I. ALL MUST DIE. Although this doctrine is confirmed by the experience of all former generations, ever since Abel entered into the house appointed for all living, and though the living know that they shall die, yet it is needful to discourse of the certainty of death, that it may be impressed on the mind, and duly considered.
1. There is an unalterable statute of death, under which all men are concluded. “It is appointed unto men once to die,” Heb. 9:27. It is laid up for them, as parents lay up for their children– they may look for it, and cannot miss it; seeing God has designed and reserved it for them. There is no peradventure in it; “we must die,” II Sam. 14:14. Though some men will not hear of death, yet every man must see death, Psalm 89:48. Death is a champion all must grapple with– we must enter the lists with it, and it will have the mastery, Eccl. 8:8, “There is no man that has power over the spirit, to retain the spirit; neither has he power in the day of death.” Those indeed who are found alive at Christ’s coming, shall all be changed, I Cor. 15:51. But that change will be equivalent to death, will answer the purposes of it. All other people must go the common road, the way of all flesh.

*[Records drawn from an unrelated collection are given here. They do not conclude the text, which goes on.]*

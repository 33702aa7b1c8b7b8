// ============================================================
// Layer 5 — Evaluator
// ============================================================
// Scores a model on labelled batches: total loss, particle
// accuracy and energy MAE, keeping every prediction for the
// summary plots. Used for validation after each epoch and for
// the final test-set evaluation of the best checkpoint.

use anyhow::{anyhow, Result};
use burn::{
    backend::{ndarray::NdArrayDevice, wgpu::WgpuDevice, NdArray, Wgpu},
    data::dataloader::batcher::Batcher,
    prelude::*,
};

use crate::application::train_use_case::ComputeDevice;
use crate::data::{
    batcher::{ShowerBatch, ShowerBatcher},
    dataset::ShowerSample,
};
use crate::infra::checkpoint::CheckpointManager;
use crate::ml::model::{shower_loss, ShowerNet};

#[derive(Debug, Clone, Default)]
pub struct EvalReport {
    /// Sample-weighted mean of the total loss.
    pub loss:              f64,
    /// Cross-entropy part of `loss`.
    pub particle_loss:     f64,
    /// Energy regression part of `loss`.
    pub energy_loss:       f64,
    pub accuracy:          f64,
    pub energy_mae:        f64,
    pub samples:           usize,
    pub true_classes:      Vec<usize>,
    pub predicted_classes: Vec<usize>,
    pub true_energy:       Vec<f32>,
    pub predicted_energy:  Vec<f32>,
}

fn to_floats<B: Backend, const D: usize>(t: Tensor<B, D>) -> Result<Vec<f32>> {
    t.into_data()
        .convert::<f32>()
        .to_vec::<f32>()
        .map_err(|e| anyhow!("Cannot read tensor data: {e:?}"))
}

fn to_classes<B: Backend>(t: Tensor<B, 1, Int>) -> Result<Vec<usize>> {
    Ok(t.into_data()
        .convert::<i64>()
        .to_vec::<i64>()
        .map_err(|e| anyhow!("Cannot read tensor data: {e:?}"))?
        .into_iter()
        .map(|c| c as usize)
        .collect())
}

/// Run `model` over `batches` and aggregate the scores.
pub fn evaluate_batches<B, I>(model: &ShowerNet<B>, batches: I) -> Result<EvalReport>
where
    B: Backend,
    I: IntoIterator<Item = ShowerBatch<B>>,
{
    let mut report      = EvalReport::default();
    let mut loss_sum    = 0.0f64;
    let mut ce_sum      = 0.0f64;
    let mut msle_sum    = 0.0f64;
    let mut abs_err_sum = 0.0f64;
    let mut correct     = 0usize;

    for batch in batches {
        let n      = batch.size();
        let output = model.forward(batch.images, batch.esum);
        let loss   = shower_loss(&output, batch.labels.clone(), batch.energy.clone());
        loss_sum  += loss.total.into_scalar().elem::<f64>() * n as f64;
        ce_sum    += loss.particle.into_scalar().elem::<f64>() * n as f64;
        msle_sum  += loss.energy.into_scalar().elem::<f64>() * n as f64;

        // argmax(1) keeps the class axis: [batch, 1] -> [batch]
        let predicted = output.particle_logits.argmax(1).flatten::<1>(0, 1);
        let hits: i64 = predicted
            .clone()
            .equal(batch.labels.clone())
            .int()
            .sum()
            .into_scalar()
            .elem::<i64>();
        correct += hits as usize;

        abs_err_sum += (output.energy.clone() - batch.energy.clone())
            .abs()
            .sum()
            .into_scalar()
            .elem::<f64>();

        report.samples += n;
        report.true_classes.extend(to_classes(batch.labels)?);
        report.predicted_classes.extend(to_classes(predicted)?);
        report.true_energy.extend(to_floats(batch.energy)?);
        report.predicted_energy.extend(to_floats(output.energy)?);
    }

    if report.samples > 0 {
        let n = report.samples as f64;
        report.loss          = loss_sum / n;
        report.particle_loss = ce_sum / n;
        report.energy_loss   = msle_sum / n;
        report.accuracy   = correct as f64 / n;
        report.energy_mae = abs_err_sum / n;
    } else {
        report.loss          = f64::NAN;
        report.particle_loss = f64::NAN;
        report.energy_loss   = f64::NAN;
        report.energy_mae    = f64::NAN;
    }

    Ok(report)
}

/// The best checkpoint, rebuilt for evaluation.
pub struct Evaluator<B: Backend> {
    model:   ShowerNet<B>,
    batcher: ShowerBatcher<B>,
}

impl<B: Backend> Evaluator<B> {
    pub fn from_checkpoint(ckpt_manager: &CheckpointManager, device: B::Device) -> Result<Self> {
        let cfg   = ckpt_manager.load_config()?;
        let model = cfg.model_config().init::<B>(&device);
        let model = ckpt_manager.load_best(model, &device)?;
        tracing::info!("Model loaded from checkpoint");
        Ok(Self {
            model,
            batcher: ShowerBatcher::new(device, cfg.image_height, cfg.image_width),
        })
    }

    pub fn evaluate(&self, samples: &[ShowerSample], batch_size: usize) -> Result<EvalReport> {
        let batches = samples
            .chunks(batch_size.max(1))
            .map(|chunk| self.batcher.batch(chunk.to_vec()));
        evaluate_batches(&self.model, batches)
    }
}

/// Evaluate the best checkpoint on `samples` with the configured device.
pub fn run_evaluation(
    device:       ComputeDevice,
    ckpt_manager: &CheckpointManager,
    samples:      &[ShowerSample],
    batch_size:   usize,
) -> Result<EvalReport> {
    match device {
        ComputeDevice::Gpu => Evaluator::<Wgpu>::from_checkpoint(ckpt_manager, WgpuDevice::default())?
            .evaluate(samples, batch_size),
        ComputeDevice::Cpu => Evaluator::<NdArray>::from_checkpoint(ckpt_manager, NdArrayDevice::Cpu)?
            .evaluate(samples, batch_size),
    }
}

2. Let us consult daily observation. Every man “sees that wise men die, likewise the fool and brutish person,” Psalm 49:10. There is room enough on this earth for us, notwithstanding the multitudes that were upon it before us. They are gone, to make room for us; as we must depart, to make room for others. It is long since death began to transport men into another world, and vast multitudes are gone there already– yet the work is going on still; death is carrying off new inhabitants daily, to the house appointed for all living. Who has ever heard the grave say, It is enough! Long has it been getting, but still it asks. This world is like a great fair or market, where some are coming in, others going out; while the assembly that is in it is confusion, and the most part know not why they are come together; or, like a town situated on the road to a great city, through which some travelers have passed, some are passing, while others are only coming in, Eccl. 1:4, “One generation passes away, and another generation comes– but the earth abides forever.”
Death is an inexorable, irresistible messenger, who cannot be diverted from executing his orders by the force of the mighty, the bribes of the rich, or the entreaties of the poor. It does not reverence the hoary head, nor pity the harmless babe. The bold and daring cannot outbrave it; nor can the faint-hearted obtain a discharge in this war.

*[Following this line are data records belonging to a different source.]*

// ============================================================
// Layer 4 — Shower Loader
// ============================================================
// Loads simulated calorimeter showers from HDF5 files.
//
// File layout (one file per particle species):
//   <data_dir>/e+_E1-100_2000.h5
//     └── group "e+_E1-100_2000"
//           ├── beamE        [N]         beam energy per event
//           └── hist2d_data  [N, H, W]   hit histogram per event
//
// HDF5 access links against the system HDF5 library, so it is
// compiled only with the `hdf5` cargo feature.

use anyhow::{ensure, Result};
use std::path::PathBuf;

use crate::data::dataset::ShowerSample;
use crate::domain::{particle::ParticleKind, traits::ShowerSource};

/// All events of one particle species, as stored on disk.
#[derive(Debug, Clone)]
pub struct ParticleShowers {
    pub particle:    ParticleKind,
    pub beam_energy: Vec<f32>,
    /// One row-major H×W histogram per event.
    pub images:      Vec<Vec<f32>>,
}

impl ParticleShowers {
    pub fn event_count(&self) -> usize {
        self.beam_energy.len()
    }
}

/// Loads `<stem>.h5` files where `stem = ParticleKind::dataset_stem`.
pub struct Hdf5ShowerLoader {
    dir:          PathBuf,
    energy_tag:   String,
    events:       usize,
    image_height: usize,
    image_width:  usize,
}

impl Hdf5ShowerLoader {
    pub fn new(
        dir:          impl Into<PathBuf>,
        energy_tag:   impl Into<String>,
        events:       usize,
        image_height: usize,
        image_width:  usize,
    ) -> Self {
        Self {
            dir: dir.into(),
            energy_tag: energy_tag.into(),
            events,
            image_height,
            image_width,
        }
    }

    fn file_path(&self, stem: &str) -> PathBuf {
        self.dir.join(format!("{stem}.h5"))
    }
}

impl ShowerSource for Hdf5ShowerLoader {
    #[cfg(feature = "hdf5")]
    fn load_particle(&self, particle: ParticleKind) -> Result<ParticleShowers> {
        use anyhow::Context;

        let stem = particle.dataset_stem(&self.energy_tag, self.events);
        let path = self.file_path(&stem);

        let file = hdf5::File::open(&path)
            .with_context(|| format!("Cannot open shower file '{}'", path.display()))?;
        let group = file
            .group(&stem)
            .with_context(|| format!("Group '{stem}' not found in '{}'", path.display()))?;

        let beam_energy: Vec<f64> = group
            .dataset("beamE")
            .and_then(|ds| ds.read_raw::<f64>())
            .with_context(|| format!("Cannot read '{stem}/beamE'"))?;

        let hist = group
            .dataset("hist2d_data")
            .with_context(|| format!("Cannot open '{stem}/hist2d_data'"))?;
        let shape = hist.shape();
        let raw: Vec<f64> = hist
            .read_raw::<f64>()
            .with_context(|| format!("Cannot read '{stem}/hist2d_data'"))?;

        tracing::debug!(
            "Read {} events of {} from '{}' (shape {:?})",
            beam_energy.len(), particle, path.display(), shape
        );

        showers_from_raw(
            particle,
            beam_energy.into_iter().map(|e| e as f32).collect(),
            raw.into_iter().map(|v| v as f32).collect(),
            &shape,
            self.image_height,
            self.image_width,
        )
    }

    #[cfg(not(feature = "hdf5"))]
    fn load_particle(&self, particle: ParticleKind) -> Result<ParticleShowers> {
        let stem = particle.dataset_stem(&self.energy_tag, self.events);
        anyhow::bail!(
            "Cannot read {}x{} showers from '{}': this binary was built without the `hdf5` feature",
            self.image_height,
            self.image_width,
            self.file_path(&stem).display()
        )
    }
}

/// Validate a flat `[N, H, W]` histogram block against the beam
/// energy column and split it into per-event images.
pub fn showers_from_raw(
    particle:    ParticleKind,
    beam_energy: Vec<f32>,
    raw:         Vec<f32>,
    shape:       &[usize],
    height:      usize,
    width:       usize,
) -> Result<ParticleShowers> {
    ensure!(
        shape == [beam_energy.len(), height, width],
        "{particle}: hist2d_data has shape {shape:?}, expected [{}, {height}, {width}]",
        beam_energy.len()
    );
    ensure!(
        raw.len() == beam_energy.len() * height * width,
        "{particle}: hist2d_data holds {} values, shape says {}",
        raw.len(),
        beam_energy.len() * height * width
    );

    let images = if height * width == 0 {
        vec![Vec::new(); beam_energy.len()]
    } else {
        raw.chunks_exact(height * width).map(<[f32]>::to_vec).collect()
    };

    Ok(ParticleShowers { particle, beam_energy, images })
}

/// Concatenate the showers of every species into labelled samples,
/// keeping the order in which the species are given.
pub fn build_samples(showers: Vec<ParticleShowers>) -> Vec<ShowerSample> {
    showers
        .into_iter()
        .flat_map(|s| {
            let label = s.particle.class_index();
            s.beam_energy
                .into_iter()
                .zip(s.images)
                .map(move |(energy, image)| ShowerSample::new(image, label, energy))
        })
        .collect()
}

#[cfg(test)]
mod tests {
    use super::*;

    fn showers(particle: ParticleKind, energies: &[f32], fill: f32) -> ParticleShowers {
        let n = energies.len();
        showers_from_raw(particle, energies.to_vec(), vec![fill; n * 6], &[n, 2, 3], 2, 3).unwrap()
    }

    #[test]
    fn test_raw_block_is_split_per_event() {
        let raw: Vec<f32> = (0..12).map(|v| v as f32).collect();
        let s = showers_from_raw(ParticleKind::Electron, vec![1.0, 2.0], raw, &[2, 2, 3], 2, 3)
            .unwrap();
        assert_eq!(s.event_count(), 2);
        assert_eq!(s.images[0], vec![0.0, 1.0, 2.0, 3.0, 4.0, 5.0]);
        assert_eq!(s.images[1], vec![6.0, 7.0, 8.0, 9.0, 10.0, 11.0]);
    }

    #[test]
    fn test_shape_mismatch_is_rejected() {
        let raw = vec![0.0; 12];
        // Wrong image size
        assert!(showers_from_raw(ParticleKind::Electron, vec![1.0, 2.0], raw.clone(), &[2, 3, 2], 2, 3).is_err());
        // Event count disagrees with beamE
        assert!(showers_from_raw(ParticleKind::Electron, vec![1.0], raw, &[2, 2, 3], 2, 3).is_err());
    }

    #[test]
    fn test_build_samples_labels_and_esum() {
        let samples = build_samples(vec![
            showers(ParticleKind::Positron, &[10.0, 20.0], 1.0),
            showers(ParticleKind::PiMinus, &[30.0], 0.5),
        ]);
        assert_eq!(samples.len(), 3);
        assert_eq!(samples[0].label, 0);
        assert_eq!(samples[1].label, 0);
        assert_eq!(samples[2].label, 3);
        assert_eq!(samples[0].esum, 6.0);
        assert_eq!(samples[2].esum, 3.0);
        assert_eq!(samples[2].beam_energy, 30.0);
    }

    #[cfg(not(feature = "hdf5"))]
    #[test]
    fn test_loader_without_hdf5_feature_reports_it() {
        let loader = Hdf5ShowerLoader::new("data", "E1-100", 2000, 57, 49);
        let err = loader.load_particle(ParticleKind::Positron).unwrap_err();
        assert!(err.to_string().contains("hdf5"));
        assert!(err.to_string().contains("e+_E1-100_2000.h5"));
        assert!(err.to_string().contains("57x49"));
    }
}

3. The human body consists of perishing materials, Gen. 3:19, “Dust you are, and unto dust you shall return.” The strongest are but brittle earthen vessels, easily broken in shivers. The soul is but basely housed, while in this mortal body, which is not a house of stone, but a house of clay, the mud walls cannot but molder away; especially seeing the foundation is not on a rock, but in the dust; they are crushed before the moth, though this insect be so tender that the gentle touch of a finger will destroy it, Job 4:19.
These materials are like gunpowder; a very small spark lighting on them will set them on fire, and blow up the house– the seed of a raison, or a hair in milk, having choked men, and laid the house of clay in the dust. If we consider the frame and structure of our bodies, how fearfully and wonderfully we are made; and on how regular and exact a motion of the fluids, and balance of humors, our life depends; and that death has as many doors to enter in by, as the body has pores; and if we compare the soul and body together, we may justly reckon, that there is somewhat more astonishing in our life, than in our death; and that it is more strange to see dust walking up and down on the dust, than lying down in it.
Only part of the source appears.